(Saved entries)
* * *

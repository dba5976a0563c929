//! Monthly aggregation over a district's raw records.
//!
//! Records are bucketed by a normalized month token, the numeric fields of
//! interest are averaged per month, and the rows come back in calendar
//! order. The headline row is the latest calendar month present in the data,
//! which is not necessarily the most recently fetched record.

use std::collections::BTreeMap;

use serde::Serialize;

use crate::models::Record;

const MONTHS: [&str; 12] = [
    "Jan", "Feb", "Mar", "Apr", "May", "Jun", "Jul", "Aug", "Sep", "Oct", "Nov", "Dec",
];

/// Upstream field names per averaged metric, in probe order. The spellings
/// drift between fiscal years, hence the aliases.
const HOUSEHOLDS_FIELDS: [&str; 2] = ["Total_Households_Worked", "Total Households Worked"];
const INDIVIDUALS_FIELDS: [&str; 2] = ["Total_Individuals_Worked", "Total Individuals Worked"];
const PERSONDAYS_FIELDS: [&str; 1] = ["Persondays_of_Central_Liability_so_far"];
const WAGES_FIELDS: [&str; 1] = ["Wages"];
const AVG_DAYS_FIELDS: [&str; 1] = ["Average_days_of_employment_provided_per_Household"];

/// Averaged metrics for one calendar month.
#[derive(Debug, Clone, PartialEq, Serialize)]
pub struct MonthlyRow {
    /// Three-letter month label, e.g. "Jan".
    pub month: String,
    /// Calendar index, Jan = 1 .. Dec = 12.
    pub month_index: u32,
    /// Number of records averaged into this row.
    pub records: usize,
    pub households_worked: f64,
    pub individuals_worked: f64,
    pub persondays: f64,
    pub wages: f64,
    pub avg_days_per_household: f64,
}

/// Calendar-ordered monthly rows for one district.
#[derive(Debug, Clone, Default, Serialize)]
pub struct MonthlySummary {
    pub rows: Vec<MonthlyRow>,
}

impl MonthlySummary {
    /// The latest calendar month with data.
    pub fn headline(&self) -> Option<&MonthlyRow> {
        self.rows.last()
    }

    pub fn is_empty(&self) -> bool {
        self.rows.is_empty()
    }
}

/// Normalize a free-text month to its calendar index and canonical label.
///
/// Mirrors the upstream convention: the first three characters, title-cased,
/// decide the month ("January", "JAN" and "jan" all map to Jan).
fn normalize_month(raw: &str) -> Option<(u32, &'static str)> {
    let mut chars = raw.trim().chars();
    let first = chars.next()?.to_uppercase().next()?;
    let rest: String = chars.take(2).flat_map(char::to_lowercase).collect();
    let token = format!("{first}{rest}");
    MONTHS
        .iter()
        .position(|m| *m == token)
        .map(|i| (i as u32 + 1, MONTHS[i]))
}

fn round2(value: f64) -> f64 {
    (value * 100.0).round() / 100.0
}

fn mean(records: &[&Record], fields: &[&str]) -> f64 {
    if records.is_empty() {
        return 0.0;
    }
    let sum: f64 = records.iter().map(|r| r.numeric(fields)).sum();
    round2(sum / records.len() as f64)
}

/// Compute per-month averages for a district's records.
///
/// Records without a parseable month are skipped; empty input yields an
/// empty summary. Input order never affects the output.
pub fn summarize(records: &[Record]) -> MonthlySummary {
    let mut buckets: BTreeMap<u32, (&'static str, Vec<&Record>)> = BTreeMap::new();
    for record in records {
        let Some((index, label)) = record.month().and_then(normalize_month) else {
            continue;
        };
        buckets
            .entry(index)
            .or_insert_with(|| (label, Vec::new()))
            .1
            .push(record);
    }

    let rows = buckets
        .into_iter()
        .map(|(index, (label, group))| MonthlyRow {
            month: label.to_string(),
            month_index: index,
            records: group.len(),
            households_worked: mean(&group, &HOUSEHOLDS_FIELDS),
            individuals_worked: mean(&group, &INDIVIDUALS_FIELDS),
            persondays: mean(&group, &PERSONDAYS_FIELDS),
            wages: mean(&group, &WAGES_FIELDS),
            avg_days_per_household: mean(&group, &AVG_DAYS_FIELDS),
        })
        .collect();

    MonthlySummary { rows }
}
//! Persistence boundary for the cache and the district registry.
//!
//! The pipeline never assumes a storage engine: anything implementing
//! [`CacheStore`] and [`DistrictRegistry`] works. Two backends ship here:
//!
//! - [`FileStore`]: flat-file JSON documents with atomic replacement
//! - [`MemoryStore`]: in-process maps, used by tests and embedders
//!
//! Store failures are the one error class the pipeline propagates hard -
//! without a working store there is no meaningful cached answer.

pub mod file;
pub mod memory;

use thiserror::Error;

use crate::models::CacheEntry;

pub use file::FileStore;
pub use memory::MemoryStore;

#[derive(Error, Debug)]
pub enum StoreError {
    #[error("store I/O failed: {0}")]
    Io(#[from] std::io::Error),

    #[error("corrupt store document: {0}")]
    Corrupt(#[from] serde_json::Error),
}

/// Normalized lookup key for a (state, fiscal year) slice.
pub fn cache_key(state: &str, fin_year: &str) -> String {
    format!(
        "{}||{}",
        state.trim().to_uppercase(),
        fin_year.trim()
    )
}

/// Persisted cache of fetched (state, fiscal year) slices.
///
/// `put` replaces the whole entry atomically; a concurrent reader sees
/// either the old or the new entry, never a mix. Freshness is decided by
/// callers via [`CacheEntry::is_fresh`] - stale entries stay retrievable.
pub trait CacheStore: Send + Sync {
    fn get(&self, state: &str, fin_year: &str) -> Result<Option<CacheEntry>, StoreError>;

    fn put(&self, entry: CacheEntry) -> Result<(), StoreError>;
}

/// Per-state directory of district names discovered during fetches.
///
/// Names only grow; nothing removes them. State matching is
/// case-insensitive with the first-seen casing preserved for display, and
/// district names deduplicate case-insensitively (first-seen casing wins).
pub trait DistrictRegistry: Send + Sync {
    /// Record a district name for a state. Returns `true` if the name was
    /// newly added, `false` for an already-known name.
    fn record_seen(&self, state: &str, district: &str) -> Result<bool, StoreError>;

    /// District names for a state, sorted case-insensitively. Unknown
    /// states yield an empty list.
    fn list(&self, state: &str) -> Result<Vec<String>, StoreError>;

    /// All known state names, in first-seen casing.
    fn states(&self) -> Result<Vec<String>, StoreError>;
}

#[cfg(test)]
mod tests {
    use super::*;

    #[test]
    fn test_cache_key_normalizes() {
        assert_eq!(cache_key(" Odisha ", " 2024-2025 "), "ODISHA||2024-2025");
        assert_eq!(cache_key("ODISHA", "2024-2025"), "ODISHA||2024-2025");
    }
}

* * *

• Exercise aim: For the string "states", show each line of the entries above where it occurs.

• Task result:
    /// states yield an empty list.
    fn states(&self) -> Result<Vec<String>, StoreError>;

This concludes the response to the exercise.